Assignment. Transcribe the data that follows, exactly and in full.

# # # #

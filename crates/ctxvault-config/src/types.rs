//! Backend configuration mapping to the TOML schema.
//!
//! ```toml
//! kind = "hybrid"
//!
//! [document]
//! path = "~/.ctxvault/context-db.json"
//! max_entries = 1000
//!
//! [relational]
//! path = "~/.ctxvault/context.db"
//! vector_dimensions = 384
//!
//! [hybrid]
//! primary = "relational"
//! secondary = "document"
//! ```
//!
//! A config declares one `kind` and carries the payload section that kind
//! needs. [`DatabaseConfig::validate`] turns it into a [`BackendSpec`], which
//! can only represent complete configurations.

use std::fmt;
use std::path::{Path, PathBuf};

use serde::{Deserialize, Serialize};

use ctxvault_types::BackendKind;

use crate::error::{ConfigError, Result};

/// Default soft capacity of a document store.
pub const DEFAULT_MAX_ENTRIES: usize = 10_000;

/// Default delay between the last mutation and the durable flush.
pub const DEFAULT_FLUSH_DEBOUNCE_MS: u64 = 100;

// ─────────────────────────────────────────────────────────────────────────────
// Top-level Config
// ─────────────────────────────────────────────────────────────────────────────

/// Root configuration: a backend kind plus its connection parameters.
#[derive(Debug, Clone, PartialEq, Eq, Serialize, Deserialize)]
pub struct DatabaseConfig {
    pub kind: BackendKind,

    #[serde(default, skip_serializing_if = "Option::is_none")]
    pub document: Option<DocumentConfig>,

    #[serde(default, skip_serializing_if = "Option::is_none")]
    pub relational: Option<RelationalConfig>,

    #[serde(default, skip_serializing_if = "Option::is_none")]
    pub hybrid: Option<HybridConfig>,
}

/// Parameters of the JSON document store.
#[derive(Debug, Clone, PartialEq, Eq, Serialize, Deserialize)]
pub struct DocumentConfig {
    /// Path of the JSON file.
    pub path: PathBuf,

    /// Soft capacity. Exceeding it logs a warning; inserts still succeed.
    #[serde(default = "default_max_entries")]
    pub max_entries: usize,

    /// Delay between the last mutation and the durable flush, in milliseconds.
    #[serde(default = "default_flush_debounce_ms")]
    pub flush_debounce_ms: u64,
}

fn default_max_entries() -> usize {
    DEFAULT_MAX_ENTRIES
}

fn default_flush_debounce_ms() -> u64 {
    DEFAULT_FLUSH_DEBOUNCE_MS
}

impl DocumentConfig {
    pub fn new(path: impl Into<PathBuf>) -> Self {
        Self {
            path: path.into(),
            max_entries: DEFAULT_MAX_ENTRIES,
            flush_debounce_ms: DEFAULT_FLUSH_DEBOUNCE_MS,
        }
    }

    pub fn with_max_entries(mut self, max_entries: usize) -> Self {
        self.max_entries = max_entries;
        self
    }

    pub fn with_flush_debounce_ms(mut self, ms: u64) -> Self {
        self.flush_debounce_ms = ms;
        self
    }
}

# # # #

Answer section.
filename crates/ctxvault-config/src/types.rs
//! Backend configuration mapping to the TOML schema.
//!
//! ```toml
//! kind = "hybrid"
//!
//! [document]
//! path = "~/.ctxvault/context-db.json"
//! max_entries = 1000
//!
//! [relational]
//! path = "~/.ctxvault/context.db"
//! vector_dimensions = 384
//!
//! [hybrid]
//! primary = "relational"
//! secondary = "document"
//! ```
//!
//! A config declares one `kind` and carries the payload section that kind
//! needs. [`DatabaseConfig::validate`] turns it into a [`BackendSpec`], which
//! can only represent complete configurations.

use std::fmt;
use std::path::{Path, PathBuf};

use serde::{Deserialize, Serialize};

use ctxvault_types::BackendKind;

use crate::error::{ConfigError, Result};

/// Default soft capacity of a document store.
pub const DEFAULT_MAX_ENTRIES: usize = 10_000;

/// Default delay between the last mutation and the durable flush.
pub const DEFAULT_FLUSH_DEBOUNCE_MS: u64 = 100;

// ─────────────────────────────────────────────────────────────────────────────
// Top-level Config
// ─────────────────────────────────────────────────────────────────────────────

/// Root configuration: a backend kind plus its connection parameters.
#[derive(Debug, Clone, PartialEq, Eq, Serialize, Deserialize)]
pub struct DatabaseConfig {
    pub kind: BackendKind,

    #[serde(default, skip_serializing_if = "Option::is_none")]
    pub document: Option<DocumentConfig>,

    #[serde(default, skip_serializing_if = "Option::is_none")]
    pub relational: Option<RelationalConfig>,

    #[serde(default, skip_serializing_if = "Option::is_none")]
    pub hybrid: Option<HybridConfig>,
}

/// Parameters of the JSON document store.
#[derive(Debug, Clone, PartialEq, Eq, Serialize, Deserialize)]
pub struct DocumentConfig {
    /// Path of the JSON file.
    pub path: PathBuf,

    /// Soft capacity. Exceeding it logs a warning; inserts still succeed.
    #[serde(default = "default_max_entries")]
    pub max_entries: usize,

    /// Delay between the last mutation and the durable flush, in milliseconds.
    #[serde(default = "default_flush_debounce_ms")]
    pub flush_debounce_ms: u64,
}

fn default_max_entries() -> usize {
    DEFAULT_MAX_ENTRIES
}

fn default_flush_debounce_ms() -> u64 {
    DEFAULT_FLUSH_DEBOUNCE_MS
}

impl DocumentConfig {
    pub fn new(path: impl Into<PathBuf>) -> Self {
        Self {
            path: path.into(),
            max_entries: DEFAULT_MAX_ENTRIES,
            flush_debounce_ms: DEFAULT_FLUSH_DEBOUNCE_MS,
        }
    }

    pub fn with_max_entries(mut self, max_entries: usize) -> Self {
        self.max_entries = max_entries;
        self
    }

    pub fn with_flush_debounce_ms(mut self, ms: u64) -> Self {
        self.flush_debounce_ms = ms;
        self
    }
}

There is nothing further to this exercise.